======== Information provided

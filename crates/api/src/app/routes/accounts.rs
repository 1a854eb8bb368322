use std::sync::Arc;

use axum::{
    extract::{Extension, Path},
    http::StatusCode,
    response::{IntoResponse, Response},
    Json,
};

use ledgercast_core::AccountNumber;

use crate::app::dto::{AccountList, AmountRequest};
use crate::app::errors::{rejection_status, service_error_to_response};
use crate::app::services::BankService;

pub async fn list(Extension(services): Extension<Arc<BankService>>) -> Response {
    match services.list_accounts().await {
        Ok(items) => Json(AccountList { items }).into_response(),
        Err(e) => service_error_to_response(e),
    }
}

pub async fn get_one(
    Extension(services): Extension<Arc<BankService>>,
    Path(number): Path<AccountNumber>,
) -> Response {
    match services.get_account(number).await {
        Ok(view) if view.found => Json(view).into_response(),
        Ok(view) => (StatusCode::NOT_FOUND, Json(view)).into_response(),
        Err(e) => service_error_to_response(e),
    }
}

pub async fn deposit(
    Extension(services): Extension<Arc<BankService>>,
    Path(number): Path<AccountNumber>,
    Json(body): Json<AmountRequest>,
) -> Response {
    match services.deposit(number, body.amount).await {
        Ok(result) => (rejection_status(result.rejection.as_ref()), Json(result)).into_response(),
        Err(e) => service_error_to_response(e),
    }
}

pub async fn withdraw(
    Extension(services): Extension<Arc<BankService>>,
    Path(number): Path<AccountNumber>,
    Json(body): Json<AmountRequest>,
) -> Response {
    match services.withdraw(number, body.amount).await {
        Ok(result) => (rejection_status(result.rejection.as_ref()), Json(result)).into_response(),
        Err(e) => service_error_to_response(e),
    }
}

================

* [Required action]:
Could you retype every record above exactly as given?

* [Problem solution]:
filename crates/api/src/app/routes/accounts.rs
repository 1a854eb8bb368322
use std::sync::Arc;

use axum::{
    extract::{Extension, Path},
    http::StatusCode,
    response::{IntoResponse, Response},
    Json,
};

use ledgercast_core::AccountNumber;

use crate::app::dto::{AccountList, AmountRequest};
use crate::app::errors::{rejection_status, service_error_to_response};
use crate::app::services::BankService;

pub async fn list(Extension(services): Extension<Arc<BankService>>) -> Response {
    match services.list_accounts().await {
        Ok(items) => Json(AccountList { items }).into_response(),
        Err(e) => service_error_to_response(e),
    }
}

pub async fn get_one(
    Extension(services): Extension<Arc<BankService>>,
    Path(number): Path<AccountNumber>,
) -> Response {
    match services.get_account(number).await {
        Ok(view) if view.found => Json(view).into_response(),
        Ok(view) => (StatusCode::NOT_FOUND, Json(view)).into_response(),
        Err(e) => service_error_to_response(e),
    }
}

pub async fn deposit(
    Extension(services): Extension<Arc<BankService>>,
    Path(number): Path<AccountNumber>,
    Json(body): Json<AmountRequest>,
) -> Response {
    match services.deposit(number, body.amount).await {
        Ok(result) => (rejection_status(result.rejection.as_ref()), Json(result)).into_response(),
        Err(e) => service_error_to_response(e),
    }
}

pub async fn withdraw(
    Extension(services): Extension<Arc<BankService>>,
    Path(number): Path<AccountNumber>,
    Json(body): Json<AmountRequest>,
) -> Response {
    match services.withdraw(number, body.amount).await {
        Ok(result) => (rejection_status(result.rejection.as_ref()), Json(result)).into_response(),
        Err(e) => service_error_to_response(e),
    }
}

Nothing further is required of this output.